EXERCISE GOAL
Determine how many lines in the entries below contain the word "IndexMap". The reply is that number alone.

#### TASK INPUT ####

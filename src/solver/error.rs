//! Error types for the matrix game solvers.
//!
//! Errors fall into two classes:
//! - **Invalid matrix**: the caller supplied something that is not a finite,
//!   rectangular, non-empty payoff matrix (or a distribution that does not
//!   fit it). These are surfaced immediately and never recovered silently.
//! - **Internal solver**: a well-formed problem that the solver failed on.
//!   This always indicates a bug, so the error carries a dump of the matrix.
//!
//! A divergence between the EPA and Nash values is *not* an error of either
//! kind; see [`ToleranceViolation`].

use std::fmt;

use serde::{Deserialize, Serialize};

/// Broad classification of a [`SolverError`].
#[derive(Debug, Clone, Copy, PartialEq, Eq, Hash, Serialize, Deserialize)]
pub enum ErrorKind {
    /// The input matrix or distribution was malformed.
    InvalidMatrix,
    /// The solver failed on a well-formed problem.
    InternalSolver,
}

impl fmt::Display for ErrorKind {
    fn fmt(&self, f: &mut fmt::Formatter<'_>) -> fmt::Result {
        match self {
            ErrorKind::InvalidMatrix => write!(f, "invalid matrix"),
            ErrorKind::InternalSolver => write!(f, "internal solver error"),
        }
    }
}

/// Errors raised while building matrices or solving games.
#[derive(Debug, Clone, PartialEq)]
pub enum SolverError {
    /// The matrix has zero rows or zero columns.
    EmptyMatrix,
    /// A row has a different length than the first row.
    RaggedMatrix {
        /// Index of the offending row.
        row: usize,
        /// Length of the first row.
        expected: usize,
        /// Length of the offending row.
        found: usize,
    },
    /// An entry is NaN or infinite.
    NonFiniteEntry {
        /// Row of the entry.
        row: usize,
        /// Column of the entry.
        column: usize,
        /// The offending value.
        value: f64,
    },
    /// A distribution's length does not match the matrix dimension it is used with.
    DimensionMismatch {
        /// Length required by the matrix.
        expected: usize,
        /// Length supplied.
        found: usize,
    },
    /// A vector that should be a probability distribution is not one.
    InvalidDistribution(String),
    /// Delimited text could not be parsed into a matrix.
    Parse {
        /// 1-based line number.
        line: usize,
        /// The token that failed to parse.
        token: String,
    },
    /// The solver failed on a well-formed problem.
    Internal {
        /// What went wrong.
        reason: String,
        /// Dump of the matrix being solved.
        matrix: String,
    },
}

impl SolverError {
    /// Classify this error.
    pub fn kind(&self) -> ErrorKind {
        match self {
            SolverError::Internal { .. } => ErrorKind::InternalSolver,
            _ => ErrorKind::InvalidMatrix,
        }
    }

    /// Build an internal error carrying a dump of `matrix`.
    pub fn internal(reason: impl Into<String>, matrix: &impl fmt::Display) -> Self {
        SolverError::Internal {
            reason: reason.into(),
            matrix: matrix.to_string(),
        }
    }
}

impl fmt::Display for SolverError {
    fn fmt(&self, f: &mut fmt::Formatter<'_>) -> fmt::Result {
        match self {
            SolverError::EmptyMatrix => write!(f, "payoff matrix has a zero dimension"),
            SolverError::RaggedMatrix { row, expected, found } => write!(
                f,
                "row {} has {} entries, expected {}",
                row, found, expected
            ),
            SolverError::NonFiniteEntry { row, column, value } => write!(
                f,
                "entry ({}, {}) is not finite: {}",
                row, column, value
            ),
            SolverError::DimensionMismatch { expected, found } => write!(
                f,
                "distribution has length {}, matrix requires {}",
                found, expected
            ),
            SolverError::InvalidDistribution(msg) => write!(f, "invalid distribution: {}", msg),
            SolverError::Parse { line, token } => {
                write!(f, "line {}: cannot parse '{}' as a number", line, token)
            }
            SolverError::Internal { reason, matrix } => {
                write!(f, "internal solver error: {}\nmatrix:\n{}", reason, matrix)
            }
        }
    }
}

impl std::error::Error for SolverError {}

/// EPA and Nash values diverged beyond the configured tolerance.
///
/// This is a finding about the heuristic, not a defect in either solver.
#[derive(Debug, Clone, PartialEq, Serialize, Deserialize)]
pub struct ToleranceViolation {
    /// Value reported by the EPA solver.
    pub epa_value: f64,
    /// Value reported by the reference Nash solver.
    pub nash_value: f64,
    /// `|epa_value - nash_value|`.
    pub difference: f64,
    /// Tolerance the difference was checked against.
    pub tolerance: f64,
}

impl fmt::Display for ToleranceViolation {
    fn fmt(&self, f: &mut fmt::Formatter<'_>) -> fmt::Result {
        write!(
            f,
            "EPA value {:.9} differs from Nash value {:.9} by {:.3e} (tolerance {:.1e})",
            self.epa_value, self.nash_value, self.difference, self.tolerance
        )
    }
}

impl std::error::Error for ToleranceViolation {}
//! Cross-module properties over seeded random games.

use epa_solver::games::{random_cases, ColonelBlotto, Family, GameGenerator};
use epa_solver::solver::{certify, eliminate, LpBackend, NashMethod, SimplexBackend};
use epa_solver::{EpaSolver, PayoffMatrix, ReferenceSolver, SolverConfig, VerificationHarness};

fn corpus(seed: u64) -> Vec<PayoffMatrix> {
    let mut generator = GameGenerator::new(Some(seed));
    let mut matrices = Vec::new();
    for (rows, columns) in [(2, 2), (2, 5), (3, 3), (4, 3), (4, 4), (5, 5)] {
        for family in Family::RANDOM {
            for _ in 0..3 {
                matrices.push(generator.generate(family, rows, columns).unwrap());
            }
        }
    }
    matrices
}

fn scale(matrix: &PayoffMatrix) -> f64 {
    (matrix.max_entry() - matrix.min_entry()).max(1.0)
}

#[test]
fn test_nash_methods_agree() {
    let enumeration = ReferenceSolver::from_config(
        &SolverConfig::default().with_nash_method(NashMethod::SupportEnumeration),
    );
    let simplex =
        ReferenceSolver::from_config(&SolverConfig::default().with_nash_method(NashMethod::Simplex));

    for matrix in corpus(1) {
        let a = enumeration.solve_nash(&matrix).unwrap();
        let b = simplex.solve_nash(&matrix).unwrap();
        assert!(
            (a.value - b.value).abs() <= 1e-6 * scale(&matrix),
            "enumeration {} vs simplex {} on\n{}",
            a.value,
            b.value,
            matrix
        );
    }
}

#[test]
fn test_nash_results_are_certified() {
    let solver = ReferenceSolver::new();
    for matrix in corpus(2) {
        let result = solver.solve_nash(&matrix).unwrap();
        assert_eq!(result.row_strategy.len(), matrix.num_rows());
        assert_eq!(result.column_strategy.len(), matrix.num_columns());
        certify(
            &matrix,
            &result.row_strategy,
            &result.column_strategy,
            result.value,
        )
        .unwrap();
    }
}

#[test]
fn test_elimination_preserves_value() {
    let backend = SimplexBackend::new();
    for matrix in corpus(3) {
        let reduction = eliminate(&matrix);
        let full = backend.minimax(&matrix).unwrap().value;
        let reduced = backend.minimax(&reduction.matrix).unwrap().value;
        assert!(
            (full - reduced).abs() <= 1e-6 * scale(&matrix),
            "value {} became {} after elimination of\n{}",
            full,
            reduced,
            matrix
        );

        // A second run finds nothing more to remove.
        let again = eliminate(&reduction.matrix);
        assert_eq!(again.matrix, reduction.matrix);
        assert_eq!(again.passes, 1);
    }
}

#[test]
fn test_epa_never_undershoots_nash() {
    let epa = EpaSolver::new();
    let nash = ReferenceSolver::new();
    for matrix in corpus(4) {
        let e = epa.solve(&matrix).unwrap();
        let n = nash.solve_nash(&matrix).unwrap();
        assert!(
            e.value >= n.value - 1e-6 * scale(&matrix),
            "EPA {} below Nash {} on\n{}",
            e.value,
            n.value,
            matrix
        );
        assert!(e.value >= matrix.min_entry() - 1e-9 && e.value <= matrix.max_entry() + 1e-9);
    }
}

#[test]
fn test_epa_strategies_respect_elimination() {
    let solver = EpaSolver::new();
    for matrix in corpus(5) {
        let solution = solver.solve_detailed(&matrix).unwrap();
        let map = &solution.index_map;
        for &row in &map.eliminated_rows() {
            assert_eq!(solution.result.row_strategy.probability(row), 0.0);
        }
        for &column in &map.eliminated_columns() {
            assert_eq!(solution.result.column_strategy.probability(column), 0.0);
        }
        let weight = 1.0 / map.columns().len() as f64;
        for &column in map.columns() {
            assert!((solution.result.column_strategy.probability(column) - weight).abs() < 1e-12);
        }
    }
}

#[test]
fn test_batch_over_random_corpus() {
    let cases = random_cases(60, 4, 4, Some(99)).unwrap();
    let harness = VerificationHarness::new(SolverConfig::default().with_threads(2)).unwrap();
    let report = harness.run_batch(&cases);

    assert_eq!(report.records.len(), 60);
    assert_eq!(report.stats.failed, 0);
    assert_eq!(report.stats.matched + report.stats.mismatched, 60);
    for record in report.counterexamples() {
        let comparison = record.comparison().unwrap();
        assert!(comparison.epa_value > comparison.nash_value);
    }

    let sequential = VerificationHarness::new(SolverConfig::default().with_parallel(false)).unwrap();
    let again = sequential.run_batch(&cases);
    assert_eq!(again.records, report.records);
}

#[test]
fn test_blotto_three_battlefields() {
    let matrix = ColonelBlotto::new(3, 3, 3).payoff_matrix().unwrap();
    assert_eq!(matrix.shape(), (10, 10));

    // Equal-size supports of a 10x10 game number C(20, 10); the simplex is quicker.
    let config = SolverConfig::default().with_nash_method(NashMethod::Simplex);
    let harness = VerificationHarness::new(config).unwrap();
    let comparison = harness.compare(&matrix).unwrap();
    assert!((comparison.nash_value - 0.95).abs() < 1e-6);
    assert!(comparison.matched);
}
//! Verification harness: EPA versus the reference Nash solver.
//!
//! [`VerificationHarness::compare`] solves one matrix both ways and reports
//! the discrepancy. [`VerificationHarness::run_batch`] does the same over a
//! corpus, isolating failures per case: a divergent value is recorded as a
//! candidate counterexample and a solver error aborts only its own case.
//! Records come back in input order whether or not the batch ran in parallel.

use std::fs::File;
use std::io::Write;
use std::path::Path;
use std::time::Instant;

use log::{debug, info, warn};
use rayon::prelude::*;
use serde::{Deserialize, Serialize};

use crate::solver::config::{ConfigError, HarnessStats, SolverConfig};
use crate::solver::epa::EpaSolver;
use crate::solver::error::{ErrorKind, SolverError, ToleranceViolation};
use crate::solver::lp::{LpBackend, SimplexBackend};
use crate::solver::matrix::{GameResult, PayoffMatrix};
use crate::solver::nash::ReferenceSolver;

/// A named matrix to verify.
#[derive(Debug, Clone, PartialEq, Serialize, Deserialize)]
pub struct TestCase {
    /// Human-readable label.
    pub name: String,
    /// The game.
    pub matrix: PayoffMatrix,
}

impl TestCase {
    /// Create a test case.
    pub fn new(name: impl Into<String>, matrix: PayoffMatrix) -> Self {
        Self {
            name: name.into(),
            matrix,
        }
    }
}

/// Outcome of comparing the two solvers on one matrix.
#[derive(Debug, Clone, PartialEq, Serialize, Deserialize)]
pub struct Comparison {
    /// Value reported by the EPA solver.
    pub epa_value: f64,
    /// Value reported by the reference Nash solver.
    pub nash_value: f64,
    /// `|epa_value - nash_value|`.
    pub absolute_difference: f64,
    /// Whether the difference is within tolerance.
    pub matched: bool,
    /// Tolerance used.
    pub tolerance: f64,
    /// Full EPA result, in original index space.
    pub epa: GameResult,
    /// Full Nash result.
    pub nash: GameResult,
}

impl Comparison {
    fn new(epa: GameResult, nash: GameResult, tolerance: f64) -> Self {
        let absolute_difference = (epa.value - nash.value).abs();
        Self {
            epa_value: epa.value,
            nash_value: nash.value,
            absolute_difference,
            matched: absolute_difference <= tolerance,
            tolerance,
            epa,
            nash,
        }
    }

    /// `Err` with the details when the values did not match.
    pub fn check(&self) -> Result<(), ToleranceViolation> {
        if self.matched {
            return Ok(());
        }
        Err(ToleranceViolation {
            epa_value: self.epa_value,
            nash_value: self.nash_value,
            difference: self.absolute_difference,
            tolerance: self.tolerance,
        })
    }
}

/// A case the solvers could not finish.
#[derive(Debug, Clone, PartialEq, Serialize, Deserialize)]
pub struct CaseFailure {
    /// Class of the error.
    pub kind: ErrorKind,
    /// Rendered error, including the matrix dump for internal errors.
    pub message: String,
}

impl From<SolverError> for CaseFailure {
    fn from(err: SolverError) -> Self {
        Self {
            kind: err.kind(),
            message: err.to_string(),
        }
    }
}

/// What happened to one case in a batch.
#[derive(Debug, Clone, PartialEq, Serialize, Deserialize)]
pub enum CaseOutcome {
    /// Both solvers produced a value.
    Compared(Comparison),
    /// A solver failed on this case.
    Failed(CaseFailure),
}

/// One row of a batch report.
#[derive(Debug, Clone, PartialEq, Serialize, Deserialize)]
pub struct CaseRecord {
    /// Case label.
    pub name: String,
    /// `(rows, columns)` of the original matrix.
    pub shape: (usize, usize),
    /// Result of the comparison.
    pub outcome: CaseOutcome,
}

impl CaseRecord {
    /// The comparison, if both solvers succeeded.
    pub fn comparison(&self) -> Option<&Comparison> {
        match &self.outcome {
            CaseOutcome::Compared(c) => Some(c),
            CaseOutcome::Failed(_) => None,
        }
    }

    /// Whether this case is a candidate counterexample.
    pub fn is_mismatch(&self) -> bool {
        self.comparison().is_some_and(|c| !c.matched)
    }
}

/// Records for a whole batch plus summary statistics.
#[derive(Debug, Clone, Serialize, Deserialize)]
pub struct BatchReport {
    /// One record per input case, in input order.
    pub records: Vec<CaseRecord>,
    /// Summary counts and timing.
    pub stats: HarnessStats,
}
impl IndexMap {
    /// Build a map from surviving indices and the original shape.
    pub fn new(rows: Vec<usize>, columns: Vec<usize>, original_shape: (usize, usize)) -> Self {
        debug_assert!(rows.windows(2).all(|w| w[0] < w[1]));
        debug_assert!(columns.windows(2).all(|w| w[0] < w[1]));
        Self {
            rows,
            columns,
            original_rows: original_shape.0,
            original_columns: original_shape.1,
        }
    }

    /// The map where nothing was eliminated.
    pub fn identity(shape: (usize, usize)) -> Self {
        Self::new((0..shape.0).collect(), (0..shape.1).collect(), shape)
    }

    /// Original indices of surviving rows.
    pub fn rows(&self) -> &[usize] {
        &self.rows
    }

    /// Original indices of surviving columns.
    pub fn columns(&self) -> &[usize] {
        &self.columns
    }

    /// Shape of the original matrix.
    pub fn original_shape(&self) -> (usize, usize) {
        (self.original_rows, self.original_columns)
    }

    /// Shape of the reduced matrix.
    pub fn reduced_shape(&self) -> (usize, usize) {
        (self.rows.len(), self.columns.len())
    }

    /// Original row indices that were eliminated.
    pub fn eliminated_rows(&self) -> Vec<usize> {
        (0..self.original_rows)
            .filter(|i| self.rows.binary_search(i).is_err())
            .collect()
    }

    /// Original column indices that were eliminated.
    pub fn eliminated_columns(&self) -> Vec<usize> {
        (0..self.original_columns)
            .filter(|j| self.columns.binary_search(j).is_err())
            .collect()
    }

    /// The reduced matrix this map describes.
    pub fn reduce(&self, original: &PayoffMatrix) -> PayoffMatrix {
        original.submatrix(&self.rows, &self.columns)
    }

    /// Lift a reduced-space row strategy into original row space.
    pub fn lift_rows(&self, reduced: &Strategy) -> Result<Strategy, SolverError> {
        reduced.lift(&self.rows, self.original_rows)
    }

    /// Lift a reduced-space column strategy into original column space.
    pub fn lift_columns(&self, reduced: &Strategy) -> Result<Strategy, SolverError> {
        reduced.lift(&self.columns, self.original_columns)
    }

}

// ============================================================================
// Game Result
// ============================================================================

/// A solution to a matrix game: both strategies and the value to player 1.
#[derive(Debug, Clone, PartialEq, Serialize, Deserialize)]
pub struct GameResult {
    /// Row player's (maximizer's) strategy.
    pub row_strategy: Strategy,
    /// Column player's (minimizer's) strategy.
    pub column_strategy: Strategy,
    /// Game value to the row player.
    pub value: f64,
}

impl GameResult {
    /// Recompute `pᵀ A q` for these strategies.
    pub fn expected_payoff(&self, matrix: &PayoffMatrix) -> Result<f64, SolverError> {
        matrix.expected_payoff(self.row_strategy.as_slice(), self.column_strategy.as_slice())
    }
}

#[cfg(test)]
mod tests {
    use super::*;

    fn paper_matrix() -> PayoffMatrix {
        PayoffMatrix::new(vec![
            vec![0.5, 1.0, 1.0],
            vec![1.0, 0.5, 1.0],
            vec![1.0, 1.0, 0.0],
        ])
        .unwrap()
    }

    #[test]
    fn test_matrix_validation() {
        assert_eq!(PayoffMatrix::new(vec![]), Err(SolverError::EmptyMatrix));
        assert_eq!(PayoffMatrix::new(vec![vec![]]), Err(SolverError::EmptyMatrix));
        assert!(matches!(
            PayoffMatrix::new(vec![vec![1.0, 2.0], vec![3.0]]),
            Err(SolverError::RaggedMatrix { row: 1, expected: 2, found: 1 })
        ));
        assert!(matches!(
            PayoffMatrix::new(vec![vec![1.0, f64::NAN]]),
            Err(SolverError::NonFiniteEntry { row: 0, column: 1, .. })
        ));
        assert!(matches!(
            PayoffMatrix::new(vec![vec![1.0], vec![f64::INFINITY]]),
            Err(SolverError::NonFiniteEntry { row: 1, column: 0, .. })
        ));
    }

    #[test]
    fn test_matrix_accessors() {
        let m = paper_matrix();
        assert_eq!(m.shape(), (3, 3));
        assert_eq!(m.get(2, 2), 0.0);
        assert_eq!(m.row(1), &[1.0, 0.5, 1.0]);
        assert_eq!(m.min_entry(), 0.0);
        assert_eq!(m.max_entry(), 1.0);

        let sub = m.submatrix(&[0, 2], &[1, 2]);
        assert_eq!(sub.to_rows(), vec![vec![1.0, 1.0], vec![1.0, 0.0]]);
    }

    #[test]
    fn test_payoff_products() {
        let m = paper_matrix();
        let q = Strategy::uniform(3);
        let scores = m.row_payoffs(q.as_slice()).unwrap();
        assert!((scores[0] - 2.5 / 3.0).abs() < 1e-12);
        assert!((scores[2] - 2.0 / 3.0).abs() < 1e-12);

        let p = [0.4, 0.4, 0.2];
        for payoff in m.column_payoffs(&p).unwrap() {
            assert!((payoff - 0.8).abs() < 1e-12);
        }
        assert!((m.expected_payoff(&p, q.as_slice()).unwrap() - 0.8).abs() < 1e-12);

        assert_eq!(
            m.row_payoffs(&[0.5, 0.5]),
            Err(SolverError::DimensionMismatch { expected: 3, found: 2 })
        );
    }

    #[test]
    fn test_text_round_trip() {
        let text = "# paper example\n0.5, 1, 1\n1 0.5 1\n\n1,1,0\n";
        let m = PayoffMatrix::from_text(text).unwrap();
        assert_eq!(m, paper_matrix());
        assert_eq!(PayoffMatrix::from_text(&m.to_string()).unwrap(), m);

        assert_eq!(
            PayoffMatrix::from_text("1 2\n3 x"),
            Err(SolverError::Parse { line: 2, token: "x".to_string() })
        );
    }

    #[test]
    fn test_matrix_json() {
        let m = paper_matrix();
        let json = serde_json::to_string(&m).unwrap();
        assert_eq!(json, "[[0.5,1.0,1.0],[1.0,0.5,1.0],[1.0,1.0,0.0]]");
        let back: PayoffMatrix = serde_json::from_str(&json).unwrap();
        assert_eq!(back, m);

        assert!(serde_json::from_str::<PayoffMatrix>("[[1.0],[2.0,3.0]]").is_err());
    }

    #[test]
    fn test_strategy_validation() {
        assert!(Strategy::new(vec![0.5, 0.5]).is_ok());
        assert!(Strategy::new(vec![0.6, 0.5]).is_err());
        assert!(Strategy::new(vec![1.5, -0.5]).is_err());
        assert!(Strategy::new(vec![]).is_err());

        let s = Strategy::from_weights(vec![2.0, -1e-15, 6.0]).unwrap();
        assert_eq!(s.as_slice(), &[0.25, 0.0, 0.75]);
        assert!(Strategy::from_weights(vec![0.0, 0.0]).is_err());
    }

    #[test]
    fn test_index_map_lift() {
        let map = IndexMap::new(vec![1, 3], vec![0, 2, 4], (4, 5));
        let reduced_rows = Strategy::new(vec![0.25, 0.75]).unwrap();
        let reduced_columns = Strategy::uniform(3);

        let rows = map.lift_rows(&reduced_rows).unwrap();
        assert_eq!(rows.as_slice(), &[0.0, 0.25, 0.0, 0.75]);
        let columns = map.lift_columns(&reduced_columns).unwrap();
        assert_eq!(columns.probability(1), 0.0);
        assert_eq!(columns.probability(4), 1.0 / 3.0);

        // Reading the surviving indices back recovers the reduced vectors.
        let back: Vec<f64> = map.rows().iter().map(|&i| rows.probability(i)).collect();
        assert_eq!(back, reduced_rows.as_slice());
        let back: Vec<f64> = map.columns().iter().map(|&j| columns.probability(j)).collect();
        assert_eq!(back, reduced_columns.as_slice());

        assert_eq!(map.eliminated_rows(), vec![0, 2]);
        assert_eq!(map.eliminated_columns(), vec![1, 3]);
        assert_eq!(map.reduced_shape(), (2, 3));
    }
}
//! Synthetic game families.
//!
//! Random families draw from a seeded `StdRng`, so the same seed always
//! yields the same sequence of matrices. Structured families are
//! deterministic and useful as edge cases.

use rand::rngs::StdRng;
use rand::{Rng, SeedableRng};
use serde::{Deserialize, Serialize};

use crate::solver::error::SolverError;
use crate::solver::matrix::PayoffMatrix;

/// A family of payoff matrices.
#[derive(Debug, Clone, Copy, PartialEq, Serialize, Deserialize)]
pub enum Family {
    /// Independent entries uniform in `[low, high)`.
    Uniform {
        /// Lower bound.
        low: f64,
        /// Upper bound.
        high: f64,
    },
    /// Entries drawn from {0, 0.5, 1}.
    WinTieLoss,
    /// Integer entries in `0..=max`.
    SmallInteger {
        /// Largest entry.
        max: u32,
    },
    /// Random positive diagonal in `[1, 10)`, zero elsewhere.
    Diagonal,
    /// Circulant `a[i][j] = (j - i) mod n`.
    Cyclic,
    /// Every entry equal to the value.
    Constant(f64),
    /// One random row repeated.
    IdenticalRows,
}

impl Family {
    /// Families mixed into random corpora.
    pub const RANDOM: [Family; 4] = [
        Family::Uniform {
            low: 0.0,
            high: 1.0,
        },
        Family::WinTieLoss,
        Family::SmallInteger { max: 9 },
        Family::Diagonal,
    ];

    /// Short label used in case names.
    pub fn label(&self) -> &'static str {
        match self {
            Family::Uniform { .. } => "uniform",
            Family::WinTieLoss => "win-tie-loss",
            Family::SmallInteger { .. } => "integer",
            Family::Diagonal => "diagonal",
            Family::Cyclic => "cyclic",
            Family::Constant(_) => "constant",
            Family::IdenticalRows => "identical-rows",
        }
    }
}

/// Seeded generator for synthetic games.
#[derive(Debug, Clone)]
pub struct GameGenerator {
    rng: StdRng,
}

impl GameGenerator {
    /// Create a generator. `None` seeds from entropy.
    pub fn new(seed: Option<u64>) -> Self {
        let rng = match seed {
            Some(seed) => StdRng::seed_from_u64(seed),
            None => StdRng::from_entropy(),
        };
        Self { rng }
    }

    /// Generate one `rows`×`columns` matrix from `family`.
    ///
    /// Square-only families (`Diagonal`, `Cyclic`) use `rows` for both sides.
    pub fn generate(
        &mut self,
        family: Family,
        rows: usize,
        columns: usize,
    ) -> Result<PayoffMatrix, SolverError> {
        match family {
            Family::Uniform { low, high } => self.uniform(rows, columns, low, high),
            Family::WinTieLoss => self.win_tie_loss(rows, columns),
            Family::SmallInteger { max } => self.small_integer(rows, columns, max),
            Family::Diagonal => self.diagonal(rows),
            Family::Cyclic => cyclic(rows),
            Family::Constant(value) => constant(rows, columns, value),
            Family::IdenticalRows => self.identical_rows(rows, columns),
        }
    }

    /// Entries uniform in `[low, high)`. A degenerate range yields a constant matrix.
    pub fn uniform(
        &mut self,
        rows: usize,
        columns: usize,
        low: f64,
        high: f64,
    ) -> Result<PayoffMatrix, SolverError> {
        if !(low < high) {
            return constant(rows, columns, low);
        }
        let rng = &mut self.rng;
        PayoffMatrix::from_fn(rows, columns, |_, _| rng.gen_range(low..high))
    }

    /// Entries from {0, 0.5, 1} with equal probability.
    pub fn win_tie_loss(&mut self, rows: usize, columns: usize) -> Result<PayoffMatrix, SolverError> {
        let rng = &mut self.rng;
        PayoffMatrix::from_fn(rows, columns, |_, _| {
            f64::from(rng.gen_range(0..3u8)) * 0.5
        })
    }

    /// Integer entries in `0..=max`.
    pub fn small_integer(
        &mut self,
        rows: usize,
        columns: usize,
        max: u32,
    ) -> Result<PayoffMatrix, SolverError> {
        let rng = &mut self.rng;
        PayoffMatrix::from_fn(rows, columns, |_, _| f64::from(rng.gen_range(0..=max)))
    }

    /// Positive diagonal entries, zero elsewhere.
    ///
    /// The value of such a game is `1 / Σ (1 / d_i)`.
    pub fn diagonal(&mut self, n: usize) -> Result<PayoffMatrix, SolverError> {
        let diagonal: Vec<f64> = (0..n).map(|_| self.rng.gen_range(1.0..10.0)).collect();
        PayoffMatrix::from_fn(n, n, |i, j| if i == j { diagonal[i] } else { 0.0 })
    }

    /// A single random row repeated `rows` times.
    pub fn identical_rows(
        &mut self,
        rows: usize,
        columns: usize,
    ) -> Result<PayoffMatrix, SolverError> {
        let row: Vec<f64> = (0..columns).map(|_| self.rng.gen_range(0.0..1.0)).collect();
        PayoffMatrix::from_fn(rows, columns, |_, j| row[j])
    }
}

/// Circulant `n`×`n` game with `a[i][j] = (j - i) mod n`.
///
/// Every row and column is a rotation of `0..n`, so uniform play is optimal
/// for both players and the value is `(n - 1) / 2`.
pub fn cyclic(n: usize) -> Result<PayoffMatrix, SolverError> {
    PayoffMatrix::from_fn(n, n, |i, j| ((j + n - i) % n) as f64)
}

/// Every entry equal to `value`.
pub fn constant(rows: usize, columns: usize, value: f64) -> Result<PayoffMatrix, SolverError> {
    PayoffMatrix::from_fn(rows, columns, |_, _| value)
}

####

PROBLEM SOLUTION
2